Viewership and ratings per season of Marea de pasiones
| Season | Timeslot (CT) | Episodes | First aired |  | Last aired |  | Avg. viewers (millions) |
| Date | Viewers (millions) | Date | Viewers (millions) |
| 1 | Mon–Fri 9:30 p.m. | 64 | 4 March 2024 | 2.60 | 31 May 2024 | 2.87 | 2.42 |

== Episodes ==

| No. | Title | Original release date | Mexico viewers (millions) |
| 1 | "Nadie me va a separar de Luisa" | 4 March 2024 | 2.60 |
Alejandro denies that Luisa has a relationship with Marcelo, whom he considers not only inferior but also his business rival. Alejandro warns María Inés that if she does not fulfill her contract, she could lose half of her land, unless she agrees to help him separate Marcelo and Luisa. Marcelo takes advantage of the trip to Colombia to propose to Luisa; Zaid is jealous when he sees them celebrating their engagement. Alejandro discovers Zaid's betrayal and when he confronts him, he is killed; Zaid blames Marcelo for his murder.
| 2 | "Voy a volver, Luisa" | 5 March 2024 | 2.32 |
Zaid takes the opportunity to accuse Marcelo of Alejandro's murder and the family supports his accusation. María Inés is determined to get justice for her son. María Inés is informed that Marcelo may be tried and she makes it clear that she will do whatever it takes to find him. Luisa wants nothing to do with Marcelo. Zaid questions Luisa and she shows him her pregnancy test, he takes the opportunity to declare his love for her and proposes to start a life together, Luisa accepts his proposal. After 7 years of not hearing from him, Marcelo returns to see Luisa with Zaid.
| 3 | "Tienes que pagar en vida" | 6 March 2024 | 2.28 |
Zaid realizes that in reality Luisa has never stopped loving Marcelo and fears that his arrival will ruin everything he has built. Luisa tries to get Marcelo to confess to Alejandro's murder to finally make him pay for his crime. Marcelo goes into the flames to save the workers who are stuck in the smoke. Luisa seeks out the Colombian authorities to make the judicial process against Marcelo take place in Mexico.
| 4 | "Yo soy Natalia" | 7 March 2024 | 2.45 |
Luisa returns to Marcelo the engagement ring he had given her seven years ago and he takes it as a proof of her love. Marcelo meets Natalia despite Luisa's attempts to keep her a secret. Camila manages to read a message from Iñaki in which he reveals his suspicion that Ana is attracted to other girls.
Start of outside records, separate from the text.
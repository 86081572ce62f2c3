use crossterm::event::{KeyCode, KeyEvent, KeyModifiers};

use crate::game::Direction;

#[derive(Debug, Clone, Copy, PartialEq, Eq)]
pub enum KeyAction {
    Turn(Direction),
    TogglePause,
    Start,
    Restart,
    Menu,
    CycleMode,
    CycleDifficulty,
    CycleMapSize,
    Quit,
    None,
}

pub struct InputHandler;

impl InputHandler {
    pub fn new() -> Self {
        Self
    }

    pub fn handle_key_event(&self, key: KeyEvent) -> KeyAction {
        // Handle Ctrl+C
        if key.modifiers.contains(KeyModifiers::CONTROL) && key.code == KeyCode::Char('c') {
            return KeyAction::Quit;
        }

        match key.code {
            // Movement - Arrow keys
            KeyCode::Up => KeyAction::Turn(Direction::Up),
            KeyCode::Down => KeyAction::Turn(Direction::Down),
            KeyCode::Left => KeyAction::Turn(Direction::Left),
            KeyCode::Right => KeyAction::Turn(Direction::Right),

            // Movement - WASD
            KeyCode::Char('w') | KeyCode::Char('W') => KeyAction::Turn(Direction::Up),
            KeyCode::Char('s') | KeyCode::Char('S') => KeyAction::Turn(Direction::Down),
            KeyCode::Char('a') | KeyCode::Char('A') => KeyAction::Turn(Direction::Left),
            KeyCode::Char('d') | KeyCode::Char('D') => KeyAction::Turn(Direction::Right),

            // Session
            KeyCode::Char('p') | KeyCode::Char('P') | KeyCode::Char(' ') => {
                KeyAction::TogglePause
            }
            KeyCode::Enter => KeyAction::Start,
            KeyCode::Char('r') | KeyCode::Char('R') => KeyAction::Restart,
            KeyCode::Char('m') | KeyCode::Char('M') => KeyAction::Menu,

            // Menu selection
            KeyCode::Char('1') => KeyAction::CycleMode,
            KeyCode::Char('2') => KeyAction::CycleDifficulty,
            KeyCode::Char('3') => KeyAction::CycleMapSize,

            KeyCode::Char('q') | KeyCode::Char('Q') | KeyCode::Esc => KeyAction::Quit,

            _ => KeyAction::None,
        }
    }
}

impl Default for InputHandler {
    fn default() -> Self {
        Self::new()
    }
}
pub mod human;

pub use human::HumanMode;
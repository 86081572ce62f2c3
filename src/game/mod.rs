//! Core game logic for Snake
//!
//! Everything here is free of terminal I/O: the session controller is driven
//! by explicit timestamps and draws nothing itself, so it can be exercised
//! directly from tests.

pub mod config;
pub mod direction;
pub mod engine;
pub mod powerup;
pub mod scheduler;
pub mod session;
pub mod state;

// Re-export commonly used types
pub use config::{CANVAS_SIZE, Difficulty, GameMode, GameSettings, MapSize};
pub use direction::Direction;
pub use engine::{GameEngine, StepInfo, StepResult};
pub use powerup::TimerEvent;
pub use scheduler::Scheduler;
pub use session::{SessionController, SessionPhase, SessionStatus};
pub use state::{
    ActiveEffect, CollisionType, GameState, Position, PowerUp, PowerUpKind, Snake,
};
Marcelo tries to destroy one of the Grajales' hotels and Zaid sends him a warning to make him learn his lesson.
| 5 | "Natalia es tu hija" | 8 March 2024 | 2.47 |
A moment with Natalia triggers Zaid's memories of how Marcelo lost his sister Catita. Helena convinces Marcelo to go out in an attempt to seduce him. Zaid complains to Helena for not putting an end to Marcelo when she had the chance but she has other plans for him. María Inés asks Marcelo to return to fight for his family, as she suspects that Natalia is his daughter.
| 6 | "Voy a recuperar el tiempo perdido" | 11 March 2024 | 2.47 |
Marcelo demands the truth from Luisa about Natalia's real father and warns that if it turns out to be him, he is willing to make up for lost time. Ana can't stop thinking about Roberta and is encouraged to ask her out, showing her genuine interest in their relationship. Ana confesses that she is afraid of her family's reaction if she were to confirm her sexual preferences. Juan accidentally reads a message between Natalia and Teresa where he discovers that Marcelo is Natalia's real father.
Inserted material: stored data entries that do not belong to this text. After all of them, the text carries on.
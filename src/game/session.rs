//! Session controller: the only mutator of `GameState`.
//!
//! Time is a `Duration` since an arbitrary origin chosen by the caller. The
//! terminal front end feeds it wall-clock time; tests feed it whatever they
//! like. All timers live in one `Scheduler` and fire in deadline order from
//! `advance`.

use std::time::Duration;

use rand::Rng;
use rand::rngs::ThreadRng;

use super::config::{Difficulty, GameMode, GameSettings, MapSize};
use super::direction::Direction;
use super::engine::{GameEngine, StepResult};
use super::powerup::{self, SpawnOutcome, TimerEvent};
use super::scheduler::Scheduler;
use super::state::{GameState, PowerUpKind};
use crate::metrics::GameMetrics;
use crate::storage::HighScoreStore;

#[derive(Debug, Clone, Copy, PartialEq, Eq)]
pub enum SessionPhase {
    NotStarted,
    Running,
    Paused,
    GameOver,
}

/// Read-only snapshot for the UI
#[derive(Debug, Clone, PartialEq)]
pub struct SessionStatus {
    pub phase: SessionPhase,
    pub score: u32,
    /// Ticks simulated in the current (or last) game
    pub steps: u32,
    pub high_score: u32,
    pub mode_label: &'static str,
    pub effect_labels: Vec<&'static str>,
    pub game_over: bool,
    /// Score of the game that just ended
    pub final_score: Option<u32>,
    /// Whether the game that just ended set a new high score
    pub new_high_score: bool,
    pub heading: Direction,
    pub play_time: Duration,
}

pub struct SessionController<S, R = ThreadRng> {
    engine: GameEngine<R>,
    store: S,
    /// Selection applied at the next start
    settings: GameSettings,
    state: GameState,
    phase: SessionPhase,
    scheduler: Scheduler<TimerEvent>,
    tick_generation: u64,
    pending_direction: Option<Direction>,
    high_score: u32,
    final_score: Option<u32>,
    new_high_score: bool,
    next_id: u64,
    now: Duration,
    metrics: GameMetrics,
}

impl<S: HighScoreStore> SessionController<S, ThreadRng> {
    pub fn new(settings: GameSettings, store: S) -> Self {
        Self::with_engine(settings, store, GameEngine::new())
    }
}

impl<S: HighScoreStore, R: Rng> SessionController<S, R> {
    pub fn with_engine(settings: GameSettings, store: S, mut engine: GameEngine<R>) -> Self {
        let high_score = store.load().unwrap_or_else(|err| {
            tracing::warn!(error = %err, "could not load high score, starting from 0");
            0
        });
        let state = engine.reset(settings);

        Self {
            engine,
            store,
            settings,
            state,
            phase: SessionPhase::NotStarted,
            scheduler: Scheduler::new(),
            tick_generation: 0,
            pending_direction: None,
            high_score,
            final_score: None,
            new_high_score: false,
            next_id: 0,
            now: Duration::ZERO,
            metrics: GameMetrics::new(),
        }
    }

    // ---- command surface ----

    /// Start a new game with the current settings selection
    pub fn start(&mut self, now: Duration) {
        self.now = now;
        self.state = self.engine.reset(self.settings);
        self.scheduler.clear();
        self.pending_direction = None;
        self.final_score = None;
        self.new_high_score = false;
        self.phase = SessionPhase::Running;

        powerup::schedule_spawn(&mut self.scheduler, self.engine.rng_mut(), now);
        self.restart_tick_timer();
        self.metrics.on_game_start(now);

        tracing::info!(
            settings = %self.settings,
            interval_ms = self.state.tick_interval.as_millis() as u64,
            obstacles = self.state.obstacles.len(),
            "game started"
        );
    }

    pub fn restart(&mut self, now: Duration) {
        self.start(now);
    }

    /// Running ↔ Paused; ignored in any other phase.
    /// The tick timer keeps firing while paused and every tick is a no-op.
    pub fn toggle_pause(&mut self, now: Duration) {
        self.advance(now);
        match self.phase {
            SessionPhase::Running => {
                self.phase = SessionPhase::Paused;
                self.metrics.on_pause(self.now);
                tracing::info!(score = self.state.score, "paused");
            }
            SessionPhase::Paused => {
                self.phase = SessionPhase::Running;
                self.metrics.on_resume(self.now);
                tracing::info!("resumed");
            }
            SessionPhase::NotStarted | SessionPhase::GameOver => {}
        }
    }

    /// Queue a turn for the next tick.
    ///
    /// Only one turn is buffered per tick, and a turn that reverses or
    /// repeats the current heading is rejected without taking the slot.
    pub fn change_direction(&mut self, direction: Direction) -> bool {
        if self.phase != SessionPhase::Running || self.pending_direction.is_some() {
            return false;
        }
        let current = self.state.snake.direction;
        if direction == current || current.is_opposite(direction) {
            return false;
        }
        self.pending_direction = Some(direction);
        true
    }

    /// Abandon the current game (if any) and go back to the menu.
    /// An abandoned game does not update the high score.
    pub fn quit_to_menu(&mut self) {
        if self.phase == SessionPhase::Running {
            self.metrics.on_pause(self.now);
        }
        self.scheduler.clear();
        self.tick_generation += 1;
        self.pending_direction = None;
        self.phase = SessionPhase::NotStarted;
        tracing::info!("back to menu");
    }

    // ---- settings surface ----

    pub fn settings(&self) -> GameSettings {
        self.settings
    }

    /// Selection setters take effect at the next start
    pub fn select_mode(&mut self, mode: GameMode) {
        self.settings.mode = mode;
    }

    pub fn select_difficulty(&mut self, difficulty: Difficulty) {
        self.settings.difficulty = difficulty;
    }

    pub fn select_map_size(&mut self, map_size: MapSize) {
        self.settings.map_size = map_size;
    }

    pub fn cycle_mode(&mut self) {
        self.settings.mode = self.settings.mode.next();
    }

    pub fn cycle_difficulty(&mut self) {
        self.settings.difficulty = self.settings.difficulty.next();
    }

    pub fn cycle_map_size(&mut self) {
        self.settings.map_size = self.settings.map_size.next();
    }

    // ---- time ----

    /// Fire every timer due at or before `now`, each at its own deadline
    pub fn advance(&mut self, now: Duration) {
        while let Some(entry) = self.scheduler.pop_due(now) {
            self.now = entry.fire_at;
            self.handle_timer(entry.event);
        }
        self.now = self.now.max(now);
    }

    /// Deadline of the earliest pending timer
    pub fn next_deadline(&self) -> Option<Duration> {
        self.scheduler.next_deadline()
    }

    // ---- status surface ----

    pub fn status(&self) -> SessionStatus {
        SessionStatus {
            phase: self.phase,
            score: self.state.score,
            steps: self.state.steps,
            high_score: self.high_score,
            mode_label: self.state.settings.mode.label(),
            effect_labels: self.state.effect_labels(),
            game_over: self.phase == SessionPhase::GameOver,
            final_score: self.final_score,
            new_high_score: self.new_high_score,
            heading: self.pending_direction.unwrap_or(self.state.snake.direction),
            play_time: self.metrics.play_time(self.now),
        }
    }

    pub fn phase(&self) -> SessionPhase {
        self.phase
    }

    pub fn state(&self) -> &GameState {
        &self.state
    }

    /// Direct state access, for scripted scenarios and tests
    pub fn state_mut(&mut self) -> &mut GameState {
        &mut self.state
    }

    pub fn high_score(&self) -> u32 {
        self.high_score
    }

    pub fn metrics(&self) -> &GameMetrics {
        &self.metrics
    }

    pub fn now(&self) -> Duration {
        self.now
    }

    pub fn store(&self) -> &S {
        &self.store
    }

    // ---- timer handlers ----

    fn handle_timer(&mut self, event: TimerEvent) {
        match event {
            TimerEvent::Tick { generation } => {
                if generation != self.tick_generation {
                    return;
                }
                self.scheduler.schedule(
                    self.now + self.state.tick_interval,
                    TimerEvent::Tick { generation },
                );
                if self.phase == SessionPhase::Running {
                    self.tick();
                }
            }
            TimerEvent::SpawnPowerUp => self.spawn_power_up(),
            TimerEvent::ExpirePowerUp { id } => {
                if powerup::expire(&mut self.state, id) {
                    tracing::debug!(id, "power-up expired");
                    powerup::schedule_spawn(&mut self.scheduler, self.engine.rng_mut(), self.now);
                }
            }
            TimerEvent::EndEffect { id } => {
                if let Some(effect) = powerup::end_effect(&mut self.state, id) {
                    tracing::debug!(id, kind = ?effect.kind, "effect ended");
                    if matches!(effect.kind, PowerUpKind::SpeedUp | PowerUpKind::SlowDown) {
                        self.restart_tick_timer();
                    }
                }
            }
        }
    }

    fn tick(&mut self) {
        if let Some(direction) = self.pending_direction.take() {
            if !self.state.snake.direction.is_opposite(direction) {
                self.state.snake.direction = direction;
            }
        }

        let interval_before = self.state.tick_interval;
        let result = self.engine.step(&mut self.state);
        self.metrics.on_step(&result.info);

        if let Some(kind) = result.info.power_up {
            self.on_power_up_collected(kind);
        }

        if result.terminated {
            self.finish_game(&result);
        } else if self.state.tick_interval != interval_before {
            self.restart_tick_timer();
        }
    }

    fn on_power_up_collected(&mut self, kind: PowerUpKind) {
        let id = self.allocate_id();
        powerup::arm_effect(&mut self.state, &mut self.scheduler, kind, self.now, id);
        powerup::schedule_spawn(&mut self.scheduler, self.engine.rng_mut(), self.now);
        tracing::info!(kind = ?kind, score = self.state.score, "power-up collected");
    }

    fn spawn_power_up(&mut self) {
        if matches!(self.phase, SessionPhase::NotStarted | SessionPhase::GameOver) {
            return;
        }
        let id = self.allocate_id();
        let paused = self.phase == SessionPhase::Paused;
        let outcome = powerup::attempt_spawn(
            &mut self.state,
            &mut self.scheduler,
            self.engine.rng_mut(),
            self.now,
            paused,
            id,
        );
        if let SpawnOutcome::Spawned(power_up) = outcome {
            tracing::debug!(
                id,
                kind = ?power_up.kind,
                x = power_up.position.x,
                y = power_up.position.y,
                "power-up spawned"
            );
        }
    }

    fn finish_game(&mut self, result: &StepResult) {
        self.phase = SessionPhase::GameOver;
        self.scheduler.clear();
        self.tick_generation += 1;
        self.pending_direction = None;
        self.metrics.on_game_over(self.now);

        let score = self.state.score;
        self.final_score = Some(score);

        let stored = self.store.load().unwrap_or_else(|err| {
            tracing::warn!(error = %err, "could not read high score");
            self.high_score
        });
        if score > stored {
            if let Err(err) = self.store.save(score) {
                tracing::warn!(error = %err, score, "could not save high score");
            }
            self.high_score = score;
            self.new_high_score = true;
        } else {
            self.high_score = stored;
        }

        tracing::info!(
            score,
            high_score = self.high_score,
            collision = ?result.info.collision_type,
            "game over"
        );
    }

    fn restart_tick_timer(&mut self) {
        self.tick_generation += 1;
        self.scheduler.schedule(
            self.now + self.state.tick_interval,
            TimerEvent::Tick {
                generation: self.tick_generation,
            },
        );
    }

    fn allocate_id(&mut self) -> u64 {
        self.next_id += 1;
        self.next_id
    }
}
| 7 | "Marcelo ignora que eres su papá" | 12 March 2024 | 2.59 |
Alfonso returns after many years abroad in Europe, ready to open a business in Mexico, but Juan suspects that he only came back for money. Juan is willing to be blamed for Beatriz's crime in order to see her free of guilt. María Inés admits to Juan that they did the same thing as Luisa by hiding that he is Marcelo's real father. Luisa breaks into María Inés' house to set a trap for Marcelo but is surprised to see that he is now with Helena.
| 8 | "Una prueba de paternidad" | 13 March 2024 | 2.29 |
Juan takes advantage of Isela's sleeping pills and takes the key to her safe deposit box to access her jewelry. Marcelo manages to get close to Natalia and get a DNA sample to confirm once and for all if she is really his daughter. Zaid finds María Inés kissing Juan and tries to blackmail her, but she makes it clear that she will never give in. Zaid refuses to lose Natalia's affection and is willing to do anything to prevent Marcelo from discovering the truth.
| 9 | "¡Natalia es mi hija!" | 14 March 2024 | 2.64 |
Helena is willing to have a relationship with Marcelo while he gets his family back but he is willing to give himself completely to her. Zaid uses fake DNA tests to prove that Natalia is his daughter and shows the results to Marcelo. Helena proves her loyalty to Zaid by telling him that Juan is the one who confirmed to María Inés that Natalia is Marcelo's daughter. Beatriz invites Felipe on a date and he accepts knowing that it is all part of a plan to distract him from his investigation.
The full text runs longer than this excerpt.